▶ [INSTRUCTIONS TO FOLLOW]:
Those lines of the material below that fall between its first line and the line with "self.0.to_string()[..8].to_string()", both included, are to be repeated exactly.
----
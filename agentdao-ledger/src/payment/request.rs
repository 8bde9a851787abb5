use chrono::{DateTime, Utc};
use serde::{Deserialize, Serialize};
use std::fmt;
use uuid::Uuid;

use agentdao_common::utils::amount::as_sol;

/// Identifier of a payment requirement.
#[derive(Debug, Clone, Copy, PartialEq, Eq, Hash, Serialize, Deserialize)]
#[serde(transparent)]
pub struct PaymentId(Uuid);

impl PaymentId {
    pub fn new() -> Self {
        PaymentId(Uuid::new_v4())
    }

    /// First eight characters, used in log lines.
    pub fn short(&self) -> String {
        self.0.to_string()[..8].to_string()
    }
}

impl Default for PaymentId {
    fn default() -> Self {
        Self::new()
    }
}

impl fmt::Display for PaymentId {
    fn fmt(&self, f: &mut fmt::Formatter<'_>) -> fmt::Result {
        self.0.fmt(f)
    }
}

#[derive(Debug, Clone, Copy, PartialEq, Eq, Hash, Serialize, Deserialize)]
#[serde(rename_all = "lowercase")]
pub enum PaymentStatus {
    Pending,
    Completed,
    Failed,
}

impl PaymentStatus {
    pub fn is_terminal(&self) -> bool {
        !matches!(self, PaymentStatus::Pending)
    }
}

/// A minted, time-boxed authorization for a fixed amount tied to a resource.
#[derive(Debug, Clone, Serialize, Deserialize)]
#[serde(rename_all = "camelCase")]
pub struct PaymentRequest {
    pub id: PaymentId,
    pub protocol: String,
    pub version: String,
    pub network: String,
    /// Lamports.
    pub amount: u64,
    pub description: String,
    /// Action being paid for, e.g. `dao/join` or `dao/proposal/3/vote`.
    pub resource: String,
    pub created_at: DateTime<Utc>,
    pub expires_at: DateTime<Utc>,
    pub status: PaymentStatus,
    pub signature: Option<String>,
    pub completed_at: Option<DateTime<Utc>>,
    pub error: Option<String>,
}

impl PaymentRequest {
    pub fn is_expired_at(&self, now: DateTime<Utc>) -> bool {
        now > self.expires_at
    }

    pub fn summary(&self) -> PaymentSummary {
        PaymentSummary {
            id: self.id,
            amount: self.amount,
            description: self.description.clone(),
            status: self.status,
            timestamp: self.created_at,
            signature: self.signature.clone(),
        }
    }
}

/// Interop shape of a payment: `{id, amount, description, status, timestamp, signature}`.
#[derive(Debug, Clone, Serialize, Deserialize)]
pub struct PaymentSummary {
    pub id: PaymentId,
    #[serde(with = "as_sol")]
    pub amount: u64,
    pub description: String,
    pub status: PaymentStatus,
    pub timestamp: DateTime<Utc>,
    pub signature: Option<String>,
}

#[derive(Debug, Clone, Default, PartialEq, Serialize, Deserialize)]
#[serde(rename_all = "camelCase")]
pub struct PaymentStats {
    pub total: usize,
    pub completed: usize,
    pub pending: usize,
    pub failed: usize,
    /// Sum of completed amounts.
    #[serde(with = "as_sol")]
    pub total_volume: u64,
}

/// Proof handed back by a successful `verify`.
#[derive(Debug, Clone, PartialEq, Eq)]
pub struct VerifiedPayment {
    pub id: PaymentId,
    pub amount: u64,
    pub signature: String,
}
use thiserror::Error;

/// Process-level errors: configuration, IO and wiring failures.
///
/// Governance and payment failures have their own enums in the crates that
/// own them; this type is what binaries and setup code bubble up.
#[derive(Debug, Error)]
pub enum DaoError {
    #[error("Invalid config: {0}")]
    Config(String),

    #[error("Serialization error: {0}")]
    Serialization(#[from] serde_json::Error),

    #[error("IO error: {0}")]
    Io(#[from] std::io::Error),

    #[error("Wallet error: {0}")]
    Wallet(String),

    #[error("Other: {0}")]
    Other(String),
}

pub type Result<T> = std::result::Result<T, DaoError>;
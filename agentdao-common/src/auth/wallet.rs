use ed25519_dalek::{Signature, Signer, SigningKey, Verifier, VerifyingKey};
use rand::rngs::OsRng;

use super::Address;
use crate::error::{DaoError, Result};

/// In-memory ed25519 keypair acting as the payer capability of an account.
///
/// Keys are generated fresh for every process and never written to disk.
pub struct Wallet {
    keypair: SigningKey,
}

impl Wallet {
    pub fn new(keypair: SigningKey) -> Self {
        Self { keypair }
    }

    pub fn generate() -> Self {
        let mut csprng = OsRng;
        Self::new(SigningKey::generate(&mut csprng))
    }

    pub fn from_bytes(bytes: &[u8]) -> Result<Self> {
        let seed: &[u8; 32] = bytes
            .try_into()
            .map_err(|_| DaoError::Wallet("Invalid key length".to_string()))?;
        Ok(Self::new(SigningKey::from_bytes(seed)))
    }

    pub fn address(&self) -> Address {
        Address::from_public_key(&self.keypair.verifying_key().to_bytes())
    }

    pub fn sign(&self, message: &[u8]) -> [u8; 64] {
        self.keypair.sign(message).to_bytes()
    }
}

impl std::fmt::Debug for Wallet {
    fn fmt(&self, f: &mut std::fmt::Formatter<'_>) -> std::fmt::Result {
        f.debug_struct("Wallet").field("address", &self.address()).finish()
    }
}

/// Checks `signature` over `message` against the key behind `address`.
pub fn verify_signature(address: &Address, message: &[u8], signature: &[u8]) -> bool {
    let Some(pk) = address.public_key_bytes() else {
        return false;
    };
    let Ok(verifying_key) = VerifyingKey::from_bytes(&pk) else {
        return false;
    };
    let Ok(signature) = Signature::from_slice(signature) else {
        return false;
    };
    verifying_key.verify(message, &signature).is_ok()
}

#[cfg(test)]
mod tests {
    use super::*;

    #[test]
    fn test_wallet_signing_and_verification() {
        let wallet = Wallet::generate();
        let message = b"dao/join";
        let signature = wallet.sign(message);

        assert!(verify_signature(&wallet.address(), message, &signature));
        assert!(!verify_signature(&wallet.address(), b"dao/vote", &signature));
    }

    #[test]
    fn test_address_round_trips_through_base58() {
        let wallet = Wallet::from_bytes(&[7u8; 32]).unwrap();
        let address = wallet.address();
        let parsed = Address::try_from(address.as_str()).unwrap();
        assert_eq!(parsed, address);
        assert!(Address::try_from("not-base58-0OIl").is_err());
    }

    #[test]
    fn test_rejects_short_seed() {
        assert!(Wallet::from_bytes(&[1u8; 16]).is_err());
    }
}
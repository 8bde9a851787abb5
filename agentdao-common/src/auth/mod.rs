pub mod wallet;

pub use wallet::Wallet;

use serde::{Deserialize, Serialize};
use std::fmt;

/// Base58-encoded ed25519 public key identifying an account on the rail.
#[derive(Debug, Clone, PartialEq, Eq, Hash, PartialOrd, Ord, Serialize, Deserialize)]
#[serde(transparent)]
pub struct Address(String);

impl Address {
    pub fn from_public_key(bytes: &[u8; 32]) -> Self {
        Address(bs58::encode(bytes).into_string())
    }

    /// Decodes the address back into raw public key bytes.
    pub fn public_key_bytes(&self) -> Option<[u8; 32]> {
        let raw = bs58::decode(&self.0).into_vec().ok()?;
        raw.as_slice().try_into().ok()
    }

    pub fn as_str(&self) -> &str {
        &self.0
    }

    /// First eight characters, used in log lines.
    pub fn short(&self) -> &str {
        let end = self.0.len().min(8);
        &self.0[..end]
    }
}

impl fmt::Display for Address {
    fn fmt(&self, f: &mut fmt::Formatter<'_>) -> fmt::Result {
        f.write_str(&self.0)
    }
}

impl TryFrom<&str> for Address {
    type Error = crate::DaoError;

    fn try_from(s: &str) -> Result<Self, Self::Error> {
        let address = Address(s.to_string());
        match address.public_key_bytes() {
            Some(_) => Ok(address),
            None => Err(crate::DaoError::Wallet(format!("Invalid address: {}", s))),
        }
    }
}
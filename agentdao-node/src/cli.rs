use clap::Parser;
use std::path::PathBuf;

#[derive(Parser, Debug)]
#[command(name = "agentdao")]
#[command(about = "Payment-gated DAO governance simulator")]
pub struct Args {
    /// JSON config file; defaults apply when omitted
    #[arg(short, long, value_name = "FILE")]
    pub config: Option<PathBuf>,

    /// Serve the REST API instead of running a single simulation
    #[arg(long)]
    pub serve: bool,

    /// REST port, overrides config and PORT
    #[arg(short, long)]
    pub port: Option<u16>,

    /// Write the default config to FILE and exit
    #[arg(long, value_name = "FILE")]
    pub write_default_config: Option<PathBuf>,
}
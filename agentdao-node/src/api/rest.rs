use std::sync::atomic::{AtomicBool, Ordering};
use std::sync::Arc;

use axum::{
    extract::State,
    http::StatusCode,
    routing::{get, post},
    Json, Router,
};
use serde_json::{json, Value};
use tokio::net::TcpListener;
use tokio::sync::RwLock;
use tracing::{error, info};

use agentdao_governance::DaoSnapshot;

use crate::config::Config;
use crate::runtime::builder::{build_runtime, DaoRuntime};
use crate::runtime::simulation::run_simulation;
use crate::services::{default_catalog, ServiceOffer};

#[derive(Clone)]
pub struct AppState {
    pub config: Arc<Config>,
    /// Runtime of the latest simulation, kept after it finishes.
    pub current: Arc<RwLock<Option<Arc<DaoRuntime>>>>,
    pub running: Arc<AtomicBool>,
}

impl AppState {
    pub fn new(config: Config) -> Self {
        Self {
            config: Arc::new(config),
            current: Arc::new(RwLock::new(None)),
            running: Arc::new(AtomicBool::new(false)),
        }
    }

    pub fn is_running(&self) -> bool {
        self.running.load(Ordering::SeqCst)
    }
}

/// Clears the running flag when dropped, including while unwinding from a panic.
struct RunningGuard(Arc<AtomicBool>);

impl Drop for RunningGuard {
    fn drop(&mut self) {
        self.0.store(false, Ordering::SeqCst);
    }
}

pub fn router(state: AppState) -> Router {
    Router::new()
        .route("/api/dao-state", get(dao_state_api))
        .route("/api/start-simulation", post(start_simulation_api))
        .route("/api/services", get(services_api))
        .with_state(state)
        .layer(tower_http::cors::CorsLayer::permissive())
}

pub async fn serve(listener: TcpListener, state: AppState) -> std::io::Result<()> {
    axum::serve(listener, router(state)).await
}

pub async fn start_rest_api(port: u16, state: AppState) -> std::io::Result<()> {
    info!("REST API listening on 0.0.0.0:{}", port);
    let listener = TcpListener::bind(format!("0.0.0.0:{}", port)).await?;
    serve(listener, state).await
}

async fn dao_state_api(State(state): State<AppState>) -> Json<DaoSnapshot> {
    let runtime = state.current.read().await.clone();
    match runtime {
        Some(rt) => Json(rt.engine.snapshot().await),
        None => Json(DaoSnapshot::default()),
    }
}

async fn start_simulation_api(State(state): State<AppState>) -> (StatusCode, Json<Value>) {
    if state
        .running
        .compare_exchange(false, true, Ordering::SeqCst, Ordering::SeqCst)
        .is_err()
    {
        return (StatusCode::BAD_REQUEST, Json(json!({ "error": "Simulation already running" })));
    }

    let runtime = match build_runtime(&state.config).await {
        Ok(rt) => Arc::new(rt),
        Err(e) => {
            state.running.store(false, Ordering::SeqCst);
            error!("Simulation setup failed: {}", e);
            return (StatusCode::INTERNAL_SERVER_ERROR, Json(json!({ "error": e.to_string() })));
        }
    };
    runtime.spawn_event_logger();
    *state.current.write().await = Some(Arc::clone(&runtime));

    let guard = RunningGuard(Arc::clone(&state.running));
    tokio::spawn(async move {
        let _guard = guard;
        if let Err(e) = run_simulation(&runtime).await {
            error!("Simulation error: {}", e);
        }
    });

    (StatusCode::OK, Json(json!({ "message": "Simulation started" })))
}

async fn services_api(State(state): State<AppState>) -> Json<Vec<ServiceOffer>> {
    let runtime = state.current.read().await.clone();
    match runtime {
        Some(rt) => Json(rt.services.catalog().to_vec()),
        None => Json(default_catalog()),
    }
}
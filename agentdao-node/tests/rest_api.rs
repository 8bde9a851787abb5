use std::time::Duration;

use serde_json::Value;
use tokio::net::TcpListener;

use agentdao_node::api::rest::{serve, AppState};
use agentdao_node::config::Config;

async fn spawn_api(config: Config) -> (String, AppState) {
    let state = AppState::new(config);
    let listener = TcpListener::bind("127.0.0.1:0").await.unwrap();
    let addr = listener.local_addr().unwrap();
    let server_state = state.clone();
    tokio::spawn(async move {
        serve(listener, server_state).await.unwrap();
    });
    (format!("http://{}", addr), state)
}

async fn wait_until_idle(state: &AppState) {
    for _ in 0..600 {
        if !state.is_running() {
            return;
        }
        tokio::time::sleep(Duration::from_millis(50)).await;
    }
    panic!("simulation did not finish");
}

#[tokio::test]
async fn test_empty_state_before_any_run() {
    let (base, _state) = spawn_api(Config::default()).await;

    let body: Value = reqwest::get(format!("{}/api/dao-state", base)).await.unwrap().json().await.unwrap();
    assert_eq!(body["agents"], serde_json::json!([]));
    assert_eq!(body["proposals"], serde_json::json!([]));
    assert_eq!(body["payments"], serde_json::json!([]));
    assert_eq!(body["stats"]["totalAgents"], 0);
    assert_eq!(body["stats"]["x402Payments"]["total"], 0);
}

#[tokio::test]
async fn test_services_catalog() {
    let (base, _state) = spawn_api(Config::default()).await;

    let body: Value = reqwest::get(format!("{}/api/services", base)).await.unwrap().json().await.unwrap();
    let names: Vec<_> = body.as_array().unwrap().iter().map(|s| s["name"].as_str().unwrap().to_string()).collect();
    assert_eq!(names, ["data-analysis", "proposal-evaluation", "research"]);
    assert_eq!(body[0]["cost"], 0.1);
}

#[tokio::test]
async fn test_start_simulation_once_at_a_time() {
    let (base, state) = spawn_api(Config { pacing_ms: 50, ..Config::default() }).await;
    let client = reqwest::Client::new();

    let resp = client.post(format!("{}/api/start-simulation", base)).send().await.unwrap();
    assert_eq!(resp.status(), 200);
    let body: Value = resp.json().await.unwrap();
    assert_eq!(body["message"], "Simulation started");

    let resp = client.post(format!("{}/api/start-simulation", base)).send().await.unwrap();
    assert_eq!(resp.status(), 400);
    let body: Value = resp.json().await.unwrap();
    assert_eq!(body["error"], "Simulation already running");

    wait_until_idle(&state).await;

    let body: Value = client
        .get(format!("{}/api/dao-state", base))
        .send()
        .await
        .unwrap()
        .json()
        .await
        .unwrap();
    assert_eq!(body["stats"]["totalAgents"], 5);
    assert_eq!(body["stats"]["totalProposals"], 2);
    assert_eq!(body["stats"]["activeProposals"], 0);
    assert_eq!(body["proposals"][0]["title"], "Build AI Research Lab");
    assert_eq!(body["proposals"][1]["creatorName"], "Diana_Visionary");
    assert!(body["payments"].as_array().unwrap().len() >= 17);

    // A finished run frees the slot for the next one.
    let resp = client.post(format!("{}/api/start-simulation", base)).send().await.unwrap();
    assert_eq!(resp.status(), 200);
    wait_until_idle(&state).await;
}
----
▶ [OUTPUT]:
filename agentdao-ledger/src/payment/request.rs
repository 8bde9a851787abb5
use chrono::{DateTime, Utc};
use serde::{Deserialize, Serialize};
use std::fmt;
use uuid::Uuid;

use agentdao_common::utils::amount::as_sol;

/// Identifier of a payment requirement.
#[derive(Debug, Clone, Copy, PartialEq, Eq, Hash, Serialize, Deserialize)]
#[serde(transparent)]
pub struct PaymentId(Uuid);

impl PaymentId {
    pub fn new() -> Self {
        PaymentId(Uuid::new_v4())
    }

    /// First eight characters, used in log lines.
    pub fn short(&self) -> String {
        self.0.to_string()[..8].to_string()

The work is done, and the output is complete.